Aim of the task: Where the string "None" appears in a line of the data, show that line.

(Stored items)
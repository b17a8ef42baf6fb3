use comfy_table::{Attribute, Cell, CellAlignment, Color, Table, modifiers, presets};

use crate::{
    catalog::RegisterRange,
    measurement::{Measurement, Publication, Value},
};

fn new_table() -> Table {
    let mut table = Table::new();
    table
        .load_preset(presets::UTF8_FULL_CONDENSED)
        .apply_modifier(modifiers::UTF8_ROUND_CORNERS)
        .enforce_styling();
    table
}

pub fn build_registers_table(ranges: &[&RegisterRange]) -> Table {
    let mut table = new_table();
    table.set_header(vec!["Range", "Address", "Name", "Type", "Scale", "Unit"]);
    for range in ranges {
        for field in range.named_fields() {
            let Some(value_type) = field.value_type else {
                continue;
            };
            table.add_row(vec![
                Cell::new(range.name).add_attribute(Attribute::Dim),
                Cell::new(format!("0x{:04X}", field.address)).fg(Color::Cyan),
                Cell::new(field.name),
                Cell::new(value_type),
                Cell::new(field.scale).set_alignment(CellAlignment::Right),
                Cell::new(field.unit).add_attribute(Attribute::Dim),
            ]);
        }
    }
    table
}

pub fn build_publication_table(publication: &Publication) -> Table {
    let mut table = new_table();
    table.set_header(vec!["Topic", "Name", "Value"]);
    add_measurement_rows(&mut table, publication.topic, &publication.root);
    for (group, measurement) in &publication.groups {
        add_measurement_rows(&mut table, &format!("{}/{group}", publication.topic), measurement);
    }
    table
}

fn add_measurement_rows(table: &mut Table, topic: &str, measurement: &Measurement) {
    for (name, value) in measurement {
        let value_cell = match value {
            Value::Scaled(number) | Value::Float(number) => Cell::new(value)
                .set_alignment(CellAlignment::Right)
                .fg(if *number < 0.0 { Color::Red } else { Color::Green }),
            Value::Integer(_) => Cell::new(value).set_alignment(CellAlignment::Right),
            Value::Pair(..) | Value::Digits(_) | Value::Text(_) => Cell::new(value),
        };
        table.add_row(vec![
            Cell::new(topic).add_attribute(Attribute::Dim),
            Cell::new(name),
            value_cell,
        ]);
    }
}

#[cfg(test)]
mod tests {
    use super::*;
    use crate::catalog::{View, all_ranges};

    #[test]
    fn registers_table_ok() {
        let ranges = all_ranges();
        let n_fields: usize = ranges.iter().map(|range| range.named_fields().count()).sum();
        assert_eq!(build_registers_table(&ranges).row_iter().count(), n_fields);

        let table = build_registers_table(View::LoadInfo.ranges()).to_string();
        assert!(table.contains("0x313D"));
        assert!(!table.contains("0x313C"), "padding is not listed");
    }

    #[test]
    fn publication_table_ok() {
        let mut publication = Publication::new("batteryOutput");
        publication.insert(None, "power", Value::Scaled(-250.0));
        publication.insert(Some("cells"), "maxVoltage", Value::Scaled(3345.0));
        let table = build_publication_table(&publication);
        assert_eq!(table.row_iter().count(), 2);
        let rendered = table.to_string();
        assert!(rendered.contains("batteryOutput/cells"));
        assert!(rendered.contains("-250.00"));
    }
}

...

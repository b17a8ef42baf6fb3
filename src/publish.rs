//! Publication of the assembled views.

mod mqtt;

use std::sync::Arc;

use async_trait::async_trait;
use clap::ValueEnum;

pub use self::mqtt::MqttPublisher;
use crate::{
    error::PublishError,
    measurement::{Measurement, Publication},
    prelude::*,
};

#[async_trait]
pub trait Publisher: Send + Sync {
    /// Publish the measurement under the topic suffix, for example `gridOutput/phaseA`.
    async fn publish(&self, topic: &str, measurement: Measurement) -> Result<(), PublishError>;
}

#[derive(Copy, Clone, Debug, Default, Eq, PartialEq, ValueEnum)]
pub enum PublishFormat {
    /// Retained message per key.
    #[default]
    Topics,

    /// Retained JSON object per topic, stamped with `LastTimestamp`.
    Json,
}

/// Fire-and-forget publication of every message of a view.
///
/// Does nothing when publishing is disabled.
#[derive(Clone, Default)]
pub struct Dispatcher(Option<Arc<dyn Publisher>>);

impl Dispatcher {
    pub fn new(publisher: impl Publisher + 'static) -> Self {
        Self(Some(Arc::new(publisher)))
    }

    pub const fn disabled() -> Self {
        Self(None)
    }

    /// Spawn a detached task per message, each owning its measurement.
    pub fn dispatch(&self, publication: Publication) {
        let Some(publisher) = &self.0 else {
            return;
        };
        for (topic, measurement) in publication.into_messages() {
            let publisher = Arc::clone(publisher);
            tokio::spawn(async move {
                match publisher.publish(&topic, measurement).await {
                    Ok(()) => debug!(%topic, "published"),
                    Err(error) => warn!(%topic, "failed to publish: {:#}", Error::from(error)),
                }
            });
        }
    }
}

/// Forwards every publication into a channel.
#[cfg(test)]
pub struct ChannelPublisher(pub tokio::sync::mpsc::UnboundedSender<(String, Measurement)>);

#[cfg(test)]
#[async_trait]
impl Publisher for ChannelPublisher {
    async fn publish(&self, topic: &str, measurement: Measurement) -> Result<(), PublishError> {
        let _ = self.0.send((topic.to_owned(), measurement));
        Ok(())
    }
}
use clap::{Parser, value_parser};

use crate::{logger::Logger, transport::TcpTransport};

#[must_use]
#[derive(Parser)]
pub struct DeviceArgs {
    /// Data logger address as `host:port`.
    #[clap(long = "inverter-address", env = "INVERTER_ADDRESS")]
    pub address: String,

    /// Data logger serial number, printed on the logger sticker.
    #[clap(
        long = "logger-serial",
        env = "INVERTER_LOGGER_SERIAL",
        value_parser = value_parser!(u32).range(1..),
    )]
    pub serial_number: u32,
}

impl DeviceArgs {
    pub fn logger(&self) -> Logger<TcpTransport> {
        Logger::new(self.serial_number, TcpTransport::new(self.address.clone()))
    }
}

Output for this exercise:
        publication.insert(None, "power", Value::Scaled(-250.0));
        Self(None)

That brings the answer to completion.